Type every record exactly as it appears.

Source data

◆ ◆ ◆ ◆ ◆ ◆ ◆

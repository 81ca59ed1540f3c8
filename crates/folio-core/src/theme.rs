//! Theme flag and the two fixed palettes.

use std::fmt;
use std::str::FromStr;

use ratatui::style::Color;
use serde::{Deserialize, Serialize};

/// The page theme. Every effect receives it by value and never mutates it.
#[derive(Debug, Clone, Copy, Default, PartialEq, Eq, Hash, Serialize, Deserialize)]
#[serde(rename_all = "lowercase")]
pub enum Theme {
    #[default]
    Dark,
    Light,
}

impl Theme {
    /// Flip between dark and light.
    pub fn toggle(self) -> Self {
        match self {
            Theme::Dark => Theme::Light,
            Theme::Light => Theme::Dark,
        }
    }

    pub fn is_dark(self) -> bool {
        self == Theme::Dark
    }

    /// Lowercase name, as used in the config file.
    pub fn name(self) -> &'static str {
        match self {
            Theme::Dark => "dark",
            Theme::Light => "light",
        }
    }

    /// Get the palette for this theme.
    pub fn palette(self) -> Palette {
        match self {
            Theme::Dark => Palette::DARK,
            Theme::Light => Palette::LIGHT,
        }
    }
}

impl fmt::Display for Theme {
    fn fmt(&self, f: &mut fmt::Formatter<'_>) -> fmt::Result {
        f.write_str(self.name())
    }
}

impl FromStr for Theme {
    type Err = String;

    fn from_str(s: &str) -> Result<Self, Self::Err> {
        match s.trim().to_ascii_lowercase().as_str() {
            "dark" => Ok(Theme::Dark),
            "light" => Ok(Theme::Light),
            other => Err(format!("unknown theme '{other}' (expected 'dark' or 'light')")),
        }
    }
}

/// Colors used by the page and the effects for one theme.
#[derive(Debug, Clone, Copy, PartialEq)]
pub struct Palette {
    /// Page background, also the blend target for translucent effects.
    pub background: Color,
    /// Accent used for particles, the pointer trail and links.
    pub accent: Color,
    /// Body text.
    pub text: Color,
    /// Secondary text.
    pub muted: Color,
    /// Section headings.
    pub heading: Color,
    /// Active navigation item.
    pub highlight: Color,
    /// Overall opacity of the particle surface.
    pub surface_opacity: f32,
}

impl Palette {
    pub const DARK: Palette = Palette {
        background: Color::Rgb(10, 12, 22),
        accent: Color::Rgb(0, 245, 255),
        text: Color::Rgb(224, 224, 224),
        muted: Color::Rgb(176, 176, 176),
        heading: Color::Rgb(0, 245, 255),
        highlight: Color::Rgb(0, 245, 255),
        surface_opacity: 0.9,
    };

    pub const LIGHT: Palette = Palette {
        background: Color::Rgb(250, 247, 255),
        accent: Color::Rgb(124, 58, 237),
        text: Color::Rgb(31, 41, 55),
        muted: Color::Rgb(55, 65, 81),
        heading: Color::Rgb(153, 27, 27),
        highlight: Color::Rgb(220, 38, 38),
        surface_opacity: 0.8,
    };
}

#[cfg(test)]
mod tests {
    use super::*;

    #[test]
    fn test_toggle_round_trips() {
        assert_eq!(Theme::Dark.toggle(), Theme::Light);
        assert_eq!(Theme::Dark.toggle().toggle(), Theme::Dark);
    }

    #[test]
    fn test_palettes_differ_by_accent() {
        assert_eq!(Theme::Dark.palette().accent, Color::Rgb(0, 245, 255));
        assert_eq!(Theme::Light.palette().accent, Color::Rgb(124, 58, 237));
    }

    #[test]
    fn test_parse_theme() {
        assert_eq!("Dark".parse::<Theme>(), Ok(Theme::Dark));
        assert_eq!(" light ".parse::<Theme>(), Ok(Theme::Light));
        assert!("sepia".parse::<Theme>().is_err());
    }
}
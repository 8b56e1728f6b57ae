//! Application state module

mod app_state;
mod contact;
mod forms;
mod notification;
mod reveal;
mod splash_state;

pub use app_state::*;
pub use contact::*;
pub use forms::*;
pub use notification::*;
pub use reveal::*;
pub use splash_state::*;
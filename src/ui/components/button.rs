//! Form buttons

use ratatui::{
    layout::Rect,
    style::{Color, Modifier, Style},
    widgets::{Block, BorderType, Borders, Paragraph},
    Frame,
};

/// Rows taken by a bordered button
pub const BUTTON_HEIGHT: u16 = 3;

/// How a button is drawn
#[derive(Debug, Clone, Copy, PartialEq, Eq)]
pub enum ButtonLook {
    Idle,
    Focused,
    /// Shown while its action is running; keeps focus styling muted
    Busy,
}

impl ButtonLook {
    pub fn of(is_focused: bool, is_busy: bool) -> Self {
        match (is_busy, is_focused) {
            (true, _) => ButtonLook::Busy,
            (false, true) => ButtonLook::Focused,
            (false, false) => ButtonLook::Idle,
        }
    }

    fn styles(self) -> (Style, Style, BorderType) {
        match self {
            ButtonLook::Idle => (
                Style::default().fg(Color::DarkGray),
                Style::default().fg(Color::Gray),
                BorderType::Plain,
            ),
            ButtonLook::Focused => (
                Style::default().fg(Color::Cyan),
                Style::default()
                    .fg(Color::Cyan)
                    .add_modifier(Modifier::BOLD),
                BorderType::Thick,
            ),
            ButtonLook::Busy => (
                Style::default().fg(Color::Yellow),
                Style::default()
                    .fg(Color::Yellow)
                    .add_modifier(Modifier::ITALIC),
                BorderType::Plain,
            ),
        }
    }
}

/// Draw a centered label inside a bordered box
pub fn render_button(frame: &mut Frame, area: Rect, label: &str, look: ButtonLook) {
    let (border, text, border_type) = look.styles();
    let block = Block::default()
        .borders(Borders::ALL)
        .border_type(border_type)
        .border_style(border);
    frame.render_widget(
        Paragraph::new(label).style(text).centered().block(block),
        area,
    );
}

◆ ◆ ◆ ◆ ◆ ◆ ◆

**SOLVED PROBLEM**
repository 81ca59ed1540f3c8
filename crates/folio-core/src/theme.rs
//! Theme flag and the two fixed palettes.

use std::fmt;
use std::str::FromStr;

use ratatui::style::Color;
use serde::{Deserialize, Serialize};

/// The page theme. Every effect receives it by value and never mutates it.
#[derive(Debug, Clone, Copy, Default, PartialEq, Eq, Hash, Serialize, Deserialize)]
#[serde(rename_all = "lowercase")]
pub enum Theme {
    #[default]
    Dark,
    Light,
}

impl Theme {
    /// Flip between dark and light.
    pub fn toggle(self) -> Self {
        match self {
            Theme::Dark => Theme::Light,
            Theme::Light => Theme::Dark,
        }
    }

    pub fn is_dark(self) -> bool {
        self == Theme::Dark
    }

    /// Lowercase name, as used in the config file.
    pub fn name(self) -> &'static str {
        match self {
            Theme::Dark => "dark",
            Theme::Light => "light",
        }
    }

    /// Get the palette for this theme.
    pub fn palette(self) -> Palette {
        match self {
            Theme::Dark => Palette::DARK,
            Theme::Light => Palette::LIGHT,
        }
    }
}

impl fmt::Display for Theme {
    fn fmt(&self, f: &mut fmt::Formatter<'_>) -> fmt::Result {
        f.write_str(self.name())
    }
}

impl FromStr for Theme {
    type Err = String;

    fn from_str(s: &str) -> Result<Self, Self::Err> {
        match s.trim().to_ascii_lowercase().as_str() {
            "dark" => Ok(Theme::Dark),
            "light" => Ok(Theme::Light),
            other => Err(format!("unknown theme '{other}' (expected 'dark' or 'light')")),
        }
    }
}

/// Colors used by the page and the effects for one theme.
#[derive(Debug, Clone, Copy, PartialEq)]
pub struct Palette {
    /// Page background, also the blend target for translucent effects.
    pub background: Color,
    /// Accent used for particles, the pointer trail and links.
    pub accent: Color,
    /// Body text.
    pub text: Color,
    /// Secondary text.
    pub muted: Color,
    /// Section headings.
    pub heading: Color,
    /// Active navigation item.
    pub highlight: Color,
    /// Overall opacity of the particle surface.
    pub surface_opacity: f32,
}

impl Palette {
    pub const DARK: Palette = Palette {
        background: Color::Rgb(10, 12, 22),
        accent: Color::Rgb(0, 245, 255),
        text: Color::Rgb(224, 224, 224),
        muted: Color::Rgb(176, 176, 176),
        heading: Color::Rgb(0, 245, 255),
        highlight: Color::Rgb(0, 245, 255),
        surface_opacity: 0.9,
    };

    pub const LIGHT: Palette = Palette {
        background: Color::Rgb(250, 247, 255),
        accent: Color::Rgb(124, 58, 237),
        text: Color::Rgb(31, 41, 55),
        muted: Color::Rgb(55, 65, 81),
        heading: Color::Rgb(153, 27, 27),
        highlight: Color::Rgb(220, 38, 38),
        surface_opacity: 0.8,
    };
}

#[cfg(test)]
mod tests {
    use super::*;

    #[test]
    fn test_toggle_round_trips() {
        assert_eq!(Theme::Dark.toggle(), Theme::Light);
        assert_eq!(Theme::Dark.toggle().toggle(), Theme::Dark);
    }

    #[test]
    fn test_palettes_differ_by_accent() {
        assert_eq!(Theme::Dark.palette().accent, Color::Rgb(0, 245, 255));
        assert_eq!(Theme::Light.palette().accent, Color::Rgb(124, 58, 237));
    }

    #[test]
    fn test_parse_theme() {
        assert_eq!("Dark".parse::<Theme>(), Ok(Theme::Dark));
        assert_eq!(" light ".parse::<Theme>(), Ok(Theme::Light));
        assert!("sepia".parse::<Theme>().is_err());
    }
}
repository 8b56e1728f6b57ae
//! Application state module

mod app_state;
mod contact;
mod forms;
mod notification;
mod reveal;
mod splash_state;

pub use app_state::*;
pub use contact::*;
pub use forms::*;
pub use notification::*;
pub use reveal::*;
pub use splash_state::*;
filename src/ui/components/button.rs
//! Form buttons

use ratatui::{
    layout::Rect,
    style::{Color, Modifier, Style},
    widgets::{Block, BorderType, Borders, Paragraph},
    Frame,
};

/// Rows taken by a bordered button
pub const BUTTON_HEIGHT: u16 = 3;

/// How a button is drawn
#[derive(Debug, Clone, Copy, PartialEq, Eq)]
pub enum ButtonLook {
    Idle,
    Focused,
    /// Shown while its action is running; keeps focus styling muted
    Busy,
}

impl ButtonLook {
    pub fn of(is_focused: bool, is_busy: bool) -> Self {
        match (is_busy, is_focused) {
            (true, _) => ButtonLook::Busy,
            (false, true) => ButtonLook::Focused,
            (false, false) => ButtonLook::Idle,
        }
    }

    fn styles(self) -> (Style, Style, BorderType) {
        match self {
            ButtonLook::Idle => (
                Style::default().fg(Color::DarkGray),
                Style::default().fg(Color::Gray),
                BorderType::Plain,
            ),
            ButtonLook::Focused => (
                Style::default().fg(Color::Cyan),
                Style::default()
                    .fg(Color::Cyan)
                    .add_modifier(Modifier::BOLD),
                BorderType::Thick,
            ),
            ButtonLook::Busy => (
                Style::default().fg(Color::Yellow),
                Style::default()
                    .fg(Color::Yellow)
                    .add_modifier(Modifier::ITALIC),
                BorderType::Plain,
            ),
        }
    }
}

/// Draw a centered label inside a bordered box
pub fn render_button(frame: &mut Frame, area: Rect, label: &str, look: ButtonLook) {
    let (border, text, border_type) = look.styles();
    let block = Block::default()
        .borders(Borders::ALL)
        .border_type(border_type)
        .border_style(border);
    frame.render_widget(
        Paragraph::new(label).style(text).centered().block(block),
        area,
    );
}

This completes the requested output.